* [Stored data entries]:
▬▬▬▬▬▬▬▬▬▬

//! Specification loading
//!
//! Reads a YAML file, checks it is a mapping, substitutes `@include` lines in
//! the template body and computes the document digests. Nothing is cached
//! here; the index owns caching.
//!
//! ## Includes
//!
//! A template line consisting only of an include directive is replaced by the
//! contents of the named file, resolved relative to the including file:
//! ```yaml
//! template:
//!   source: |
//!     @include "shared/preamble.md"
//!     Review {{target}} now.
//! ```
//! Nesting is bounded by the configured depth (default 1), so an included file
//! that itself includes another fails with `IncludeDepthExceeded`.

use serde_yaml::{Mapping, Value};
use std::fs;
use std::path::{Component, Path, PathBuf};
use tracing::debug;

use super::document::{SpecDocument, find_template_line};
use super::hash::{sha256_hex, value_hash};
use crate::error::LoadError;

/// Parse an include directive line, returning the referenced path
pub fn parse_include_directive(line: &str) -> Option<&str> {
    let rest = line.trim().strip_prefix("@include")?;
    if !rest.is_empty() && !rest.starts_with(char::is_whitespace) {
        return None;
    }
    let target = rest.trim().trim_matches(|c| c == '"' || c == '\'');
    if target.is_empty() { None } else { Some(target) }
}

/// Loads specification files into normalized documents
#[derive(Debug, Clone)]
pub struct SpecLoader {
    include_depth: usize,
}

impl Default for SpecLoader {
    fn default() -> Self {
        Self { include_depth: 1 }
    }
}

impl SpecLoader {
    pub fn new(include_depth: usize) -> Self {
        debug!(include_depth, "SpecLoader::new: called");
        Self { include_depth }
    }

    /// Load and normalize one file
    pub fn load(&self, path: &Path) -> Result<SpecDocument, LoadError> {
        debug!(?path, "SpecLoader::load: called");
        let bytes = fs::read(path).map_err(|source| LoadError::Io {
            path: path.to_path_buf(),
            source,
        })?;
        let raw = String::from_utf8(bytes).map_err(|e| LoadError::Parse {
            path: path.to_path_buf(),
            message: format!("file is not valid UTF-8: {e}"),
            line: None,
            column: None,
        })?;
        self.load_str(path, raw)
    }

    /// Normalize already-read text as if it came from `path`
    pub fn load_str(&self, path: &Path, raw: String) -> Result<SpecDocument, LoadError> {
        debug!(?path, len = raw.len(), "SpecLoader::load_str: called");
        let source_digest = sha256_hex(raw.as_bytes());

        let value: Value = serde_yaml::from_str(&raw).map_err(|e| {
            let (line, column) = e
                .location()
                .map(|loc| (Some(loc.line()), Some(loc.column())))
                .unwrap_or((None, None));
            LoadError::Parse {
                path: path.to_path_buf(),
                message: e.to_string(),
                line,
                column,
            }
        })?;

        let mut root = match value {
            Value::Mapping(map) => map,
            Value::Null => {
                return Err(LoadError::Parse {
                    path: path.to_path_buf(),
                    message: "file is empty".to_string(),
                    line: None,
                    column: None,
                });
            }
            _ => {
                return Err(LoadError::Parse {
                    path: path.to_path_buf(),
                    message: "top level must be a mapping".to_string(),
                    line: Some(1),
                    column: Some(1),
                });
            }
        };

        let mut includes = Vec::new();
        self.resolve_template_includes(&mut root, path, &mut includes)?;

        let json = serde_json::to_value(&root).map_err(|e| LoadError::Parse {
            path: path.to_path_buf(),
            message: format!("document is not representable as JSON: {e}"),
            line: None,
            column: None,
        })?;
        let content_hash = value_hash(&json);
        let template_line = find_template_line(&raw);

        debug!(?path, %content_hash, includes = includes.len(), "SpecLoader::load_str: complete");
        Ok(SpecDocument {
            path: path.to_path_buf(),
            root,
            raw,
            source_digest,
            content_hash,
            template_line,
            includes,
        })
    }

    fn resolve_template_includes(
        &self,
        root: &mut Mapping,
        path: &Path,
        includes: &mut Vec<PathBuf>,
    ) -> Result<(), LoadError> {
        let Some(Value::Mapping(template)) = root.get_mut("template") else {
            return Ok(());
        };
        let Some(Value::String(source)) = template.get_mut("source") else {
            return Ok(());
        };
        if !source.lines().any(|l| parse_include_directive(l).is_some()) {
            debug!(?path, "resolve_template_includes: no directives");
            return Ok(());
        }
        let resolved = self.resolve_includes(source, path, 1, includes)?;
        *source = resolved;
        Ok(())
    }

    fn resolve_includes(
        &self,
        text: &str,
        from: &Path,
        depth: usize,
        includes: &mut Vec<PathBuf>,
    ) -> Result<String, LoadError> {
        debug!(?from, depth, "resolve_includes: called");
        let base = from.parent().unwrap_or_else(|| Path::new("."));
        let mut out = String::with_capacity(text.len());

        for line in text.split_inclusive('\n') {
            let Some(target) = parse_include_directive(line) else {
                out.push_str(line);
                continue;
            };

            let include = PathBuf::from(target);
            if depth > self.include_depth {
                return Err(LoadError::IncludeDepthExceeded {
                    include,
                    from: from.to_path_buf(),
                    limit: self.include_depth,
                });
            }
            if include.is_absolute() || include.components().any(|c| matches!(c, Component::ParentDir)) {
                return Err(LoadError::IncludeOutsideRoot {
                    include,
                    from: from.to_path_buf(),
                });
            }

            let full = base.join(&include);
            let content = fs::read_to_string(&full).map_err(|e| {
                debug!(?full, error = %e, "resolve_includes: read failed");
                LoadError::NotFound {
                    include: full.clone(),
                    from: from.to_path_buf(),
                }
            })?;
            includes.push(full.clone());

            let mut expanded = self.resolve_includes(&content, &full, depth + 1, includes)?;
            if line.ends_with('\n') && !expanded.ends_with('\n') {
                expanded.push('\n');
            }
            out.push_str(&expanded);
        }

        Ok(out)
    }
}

▬▬▬▬▬▬▬▬▬▬

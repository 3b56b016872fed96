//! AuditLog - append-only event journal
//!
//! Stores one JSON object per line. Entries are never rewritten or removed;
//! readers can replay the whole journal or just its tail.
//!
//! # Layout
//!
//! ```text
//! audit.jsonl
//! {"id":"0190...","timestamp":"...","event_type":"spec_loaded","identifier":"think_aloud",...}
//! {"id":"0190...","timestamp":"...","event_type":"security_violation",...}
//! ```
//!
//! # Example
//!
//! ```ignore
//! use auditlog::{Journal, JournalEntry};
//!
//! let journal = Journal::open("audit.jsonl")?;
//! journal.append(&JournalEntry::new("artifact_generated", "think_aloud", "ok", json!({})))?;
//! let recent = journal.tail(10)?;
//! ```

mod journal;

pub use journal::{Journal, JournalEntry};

▬▬▬▬▬▬▬▬▬▬

* [REQUIRED ACTION]: Each line carrying the string "expanded" should be copied out from the entries.

* [ANSWER TO THIS PROBLEM]:
            let mut expanded = self.resolve_includes(&content, &full, depth + 1, includes)?;
            if line.ends_with('\n') && !expanded.ends_with('\n') {
                expanded.push('\n');
            out.push_str(&expanded);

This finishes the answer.